→ EXERCISE INSTRUCTIONS:
Which lines of the data contain the string "match"? Show each of them.

ENTRIES PROVIDED below:

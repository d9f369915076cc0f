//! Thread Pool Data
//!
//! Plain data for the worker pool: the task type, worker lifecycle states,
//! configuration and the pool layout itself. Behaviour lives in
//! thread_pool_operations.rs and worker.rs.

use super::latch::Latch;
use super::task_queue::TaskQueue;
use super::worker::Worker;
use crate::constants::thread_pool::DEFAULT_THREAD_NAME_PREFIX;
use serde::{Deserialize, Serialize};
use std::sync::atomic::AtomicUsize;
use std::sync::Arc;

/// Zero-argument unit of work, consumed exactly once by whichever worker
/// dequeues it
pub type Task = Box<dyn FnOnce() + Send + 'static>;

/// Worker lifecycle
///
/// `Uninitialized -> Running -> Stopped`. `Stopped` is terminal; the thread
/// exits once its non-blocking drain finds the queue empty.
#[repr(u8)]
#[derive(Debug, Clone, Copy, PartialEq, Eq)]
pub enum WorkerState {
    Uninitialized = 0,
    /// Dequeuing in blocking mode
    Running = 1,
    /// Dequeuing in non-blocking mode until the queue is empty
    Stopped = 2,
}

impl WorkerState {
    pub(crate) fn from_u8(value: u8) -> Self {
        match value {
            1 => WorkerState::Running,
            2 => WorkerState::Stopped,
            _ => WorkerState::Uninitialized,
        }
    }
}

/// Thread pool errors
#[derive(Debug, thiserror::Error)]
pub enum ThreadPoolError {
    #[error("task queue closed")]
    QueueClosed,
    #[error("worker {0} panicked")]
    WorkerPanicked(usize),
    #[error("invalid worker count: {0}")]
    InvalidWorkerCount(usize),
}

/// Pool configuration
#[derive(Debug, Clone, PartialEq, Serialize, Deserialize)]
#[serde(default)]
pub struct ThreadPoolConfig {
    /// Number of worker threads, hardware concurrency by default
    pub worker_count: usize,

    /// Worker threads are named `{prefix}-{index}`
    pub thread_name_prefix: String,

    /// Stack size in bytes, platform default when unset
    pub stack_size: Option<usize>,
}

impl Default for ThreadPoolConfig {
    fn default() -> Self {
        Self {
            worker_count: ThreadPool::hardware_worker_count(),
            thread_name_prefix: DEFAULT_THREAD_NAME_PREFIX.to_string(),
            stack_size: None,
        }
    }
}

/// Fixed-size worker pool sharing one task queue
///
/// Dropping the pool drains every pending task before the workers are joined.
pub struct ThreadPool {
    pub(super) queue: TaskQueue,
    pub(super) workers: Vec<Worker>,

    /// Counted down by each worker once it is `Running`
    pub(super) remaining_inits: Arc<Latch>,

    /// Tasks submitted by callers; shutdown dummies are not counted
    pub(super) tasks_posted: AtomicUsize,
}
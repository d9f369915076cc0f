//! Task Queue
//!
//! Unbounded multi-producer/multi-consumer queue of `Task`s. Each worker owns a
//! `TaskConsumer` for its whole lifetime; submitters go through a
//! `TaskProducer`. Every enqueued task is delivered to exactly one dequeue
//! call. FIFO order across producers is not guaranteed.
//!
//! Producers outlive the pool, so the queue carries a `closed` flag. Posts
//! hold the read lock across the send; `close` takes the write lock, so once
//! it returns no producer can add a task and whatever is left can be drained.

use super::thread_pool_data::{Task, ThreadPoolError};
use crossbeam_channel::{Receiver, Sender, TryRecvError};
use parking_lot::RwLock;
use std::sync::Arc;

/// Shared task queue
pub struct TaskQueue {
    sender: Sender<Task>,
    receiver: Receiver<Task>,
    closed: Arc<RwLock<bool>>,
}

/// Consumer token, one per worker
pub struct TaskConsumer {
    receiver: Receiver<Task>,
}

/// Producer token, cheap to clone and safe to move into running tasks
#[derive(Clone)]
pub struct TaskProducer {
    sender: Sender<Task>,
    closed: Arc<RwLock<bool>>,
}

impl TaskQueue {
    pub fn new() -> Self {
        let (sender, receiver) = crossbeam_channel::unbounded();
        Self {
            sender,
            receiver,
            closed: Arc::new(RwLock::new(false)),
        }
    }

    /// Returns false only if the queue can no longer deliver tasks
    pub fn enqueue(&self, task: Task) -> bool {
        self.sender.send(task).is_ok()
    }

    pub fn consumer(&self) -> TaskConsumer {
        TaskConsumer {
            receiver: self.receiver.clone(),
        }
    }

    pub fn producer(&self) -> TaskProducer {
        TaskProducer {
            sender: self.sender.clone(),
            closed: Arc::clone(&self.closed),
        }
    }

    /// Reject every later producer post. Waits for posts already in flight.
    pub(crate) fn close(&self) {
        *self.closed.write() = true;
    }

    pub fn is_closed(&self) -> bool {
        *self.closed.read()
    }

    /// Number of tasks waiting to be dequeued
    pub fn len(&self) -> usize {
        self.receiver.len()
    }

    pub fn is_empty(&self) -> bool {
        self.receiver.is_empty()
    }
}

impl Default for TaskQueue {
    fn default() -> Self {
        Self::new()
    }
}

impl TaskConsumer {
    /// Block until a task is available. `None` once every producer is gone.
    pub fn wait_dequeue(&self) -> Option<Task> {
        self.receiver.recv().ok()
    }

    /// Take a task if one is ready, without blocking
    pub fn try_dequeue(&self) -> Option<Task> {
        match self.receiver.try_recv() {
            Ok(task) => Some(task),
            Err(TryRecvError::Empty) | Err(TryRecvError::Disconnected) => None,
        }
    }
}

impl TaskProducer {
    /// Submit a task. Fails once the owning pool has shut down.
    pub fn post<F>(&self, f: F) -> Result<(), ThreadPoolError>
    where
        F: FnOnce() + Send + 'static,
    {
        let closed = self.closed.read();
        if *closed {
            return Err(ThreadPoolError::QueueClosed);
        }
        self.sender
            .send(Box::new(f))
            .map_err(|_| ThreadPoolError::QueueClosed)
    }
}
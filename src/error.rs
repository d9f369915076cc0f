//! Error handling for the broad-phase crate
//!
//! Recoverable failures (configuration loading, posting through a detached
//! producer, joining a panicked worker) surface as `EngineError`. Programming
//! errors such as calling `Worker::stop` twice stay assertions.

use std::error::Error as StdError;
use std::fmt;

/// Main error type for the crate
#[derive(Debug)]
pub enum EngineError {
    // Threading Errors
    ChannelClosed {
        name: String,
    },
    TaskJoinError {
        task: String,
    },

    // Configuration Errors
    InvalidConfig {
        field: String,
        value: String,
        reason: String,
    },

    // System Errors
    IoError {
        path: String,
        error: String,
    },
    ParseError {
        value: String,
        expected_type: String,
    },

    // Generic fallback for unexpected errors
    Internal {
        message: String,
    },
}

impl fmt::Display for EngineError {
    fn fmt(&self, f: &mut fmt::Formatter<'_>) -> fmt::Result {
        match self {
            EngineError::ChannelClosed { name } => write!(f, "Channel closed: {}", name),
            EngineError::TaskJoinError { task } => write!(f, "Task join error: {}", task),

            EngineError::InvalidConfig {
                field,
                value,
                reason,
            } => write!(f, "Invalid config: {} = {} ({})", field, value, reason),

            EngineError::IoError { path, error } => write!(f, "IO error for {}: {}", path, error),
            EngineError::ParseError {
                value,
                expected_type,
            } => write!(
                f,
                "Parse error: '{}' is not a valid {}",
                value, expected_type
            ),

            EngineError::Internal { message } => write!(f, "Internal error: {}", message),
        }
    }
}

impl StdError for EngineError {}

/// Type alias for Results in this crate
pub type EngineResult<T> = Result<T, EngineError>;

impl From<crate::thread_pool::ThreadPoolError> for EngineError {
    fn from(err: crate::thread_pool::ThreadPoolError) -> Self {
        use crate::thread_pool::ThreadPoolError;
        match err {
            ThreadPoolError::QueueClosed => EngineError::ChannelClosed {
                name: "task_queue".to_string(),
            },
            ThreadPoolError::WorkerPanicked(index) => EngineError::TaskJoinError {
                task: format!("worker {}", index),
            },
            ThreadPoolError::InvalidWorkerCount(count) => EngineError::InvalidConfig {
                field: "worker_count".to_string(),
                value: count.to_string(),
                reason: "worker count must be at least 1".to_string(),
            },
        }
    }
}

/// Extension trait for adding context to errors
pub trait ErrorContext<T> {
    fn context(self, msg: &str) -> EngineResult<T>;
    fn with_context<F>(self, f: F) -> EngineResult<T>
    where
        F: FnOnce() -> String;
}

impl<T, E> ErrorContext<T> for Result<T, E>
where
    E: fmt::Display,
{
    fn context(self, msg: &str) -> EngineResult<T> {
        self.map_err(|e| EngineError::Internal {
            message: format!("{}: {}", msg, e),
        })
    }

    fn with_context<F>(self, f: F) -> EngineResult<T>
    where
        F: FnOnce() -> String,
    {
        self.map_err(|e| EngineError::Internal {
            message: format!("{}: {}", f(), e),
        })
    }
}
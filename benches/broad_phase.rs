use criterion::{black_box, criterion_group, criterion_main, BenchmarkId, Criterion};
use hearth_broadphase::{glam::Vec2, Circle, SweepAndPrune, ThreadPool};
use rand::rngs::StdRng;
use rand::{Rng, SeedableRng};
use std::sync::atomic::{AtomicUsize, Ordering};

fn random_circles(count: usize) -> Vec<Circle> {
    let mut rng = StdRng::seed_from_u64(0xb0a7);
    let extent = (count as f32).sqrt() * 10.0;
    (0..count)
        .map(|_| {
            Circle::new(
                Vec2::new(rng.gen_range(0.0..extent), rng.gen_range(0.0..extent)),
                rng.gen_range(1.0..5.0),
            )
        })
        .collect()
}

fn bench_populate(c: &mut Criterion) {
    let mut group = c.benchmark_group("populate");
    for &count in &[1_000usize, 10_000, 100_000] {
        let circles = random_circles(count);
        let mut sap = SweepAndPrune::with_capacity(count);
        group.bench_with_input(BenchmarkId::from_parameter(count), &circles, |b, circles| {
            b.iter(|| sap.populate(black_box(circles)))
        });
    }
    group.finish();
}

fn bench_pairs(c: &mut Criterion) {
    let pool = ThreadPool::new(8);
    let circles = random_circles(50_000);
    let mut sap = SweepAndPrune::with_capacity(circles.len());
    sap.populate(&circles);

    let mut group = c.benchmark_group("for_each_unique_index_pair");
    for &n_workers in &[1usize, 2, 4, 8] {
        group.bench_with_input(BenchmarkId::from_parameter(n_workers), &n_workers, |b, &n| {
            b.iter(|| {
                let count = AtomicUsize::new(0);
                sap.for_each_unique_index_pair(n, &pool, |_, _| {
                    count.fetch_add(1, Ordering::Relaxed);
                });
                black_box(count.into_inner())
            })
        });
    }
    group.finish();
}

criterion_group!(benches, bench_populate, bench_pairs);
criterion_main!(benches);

End of ENTRIES PROVIDED.

→ PROBLEM SOLUTION:
        match value {
        match self.receiver.try_recv() {
        match self {
        match err {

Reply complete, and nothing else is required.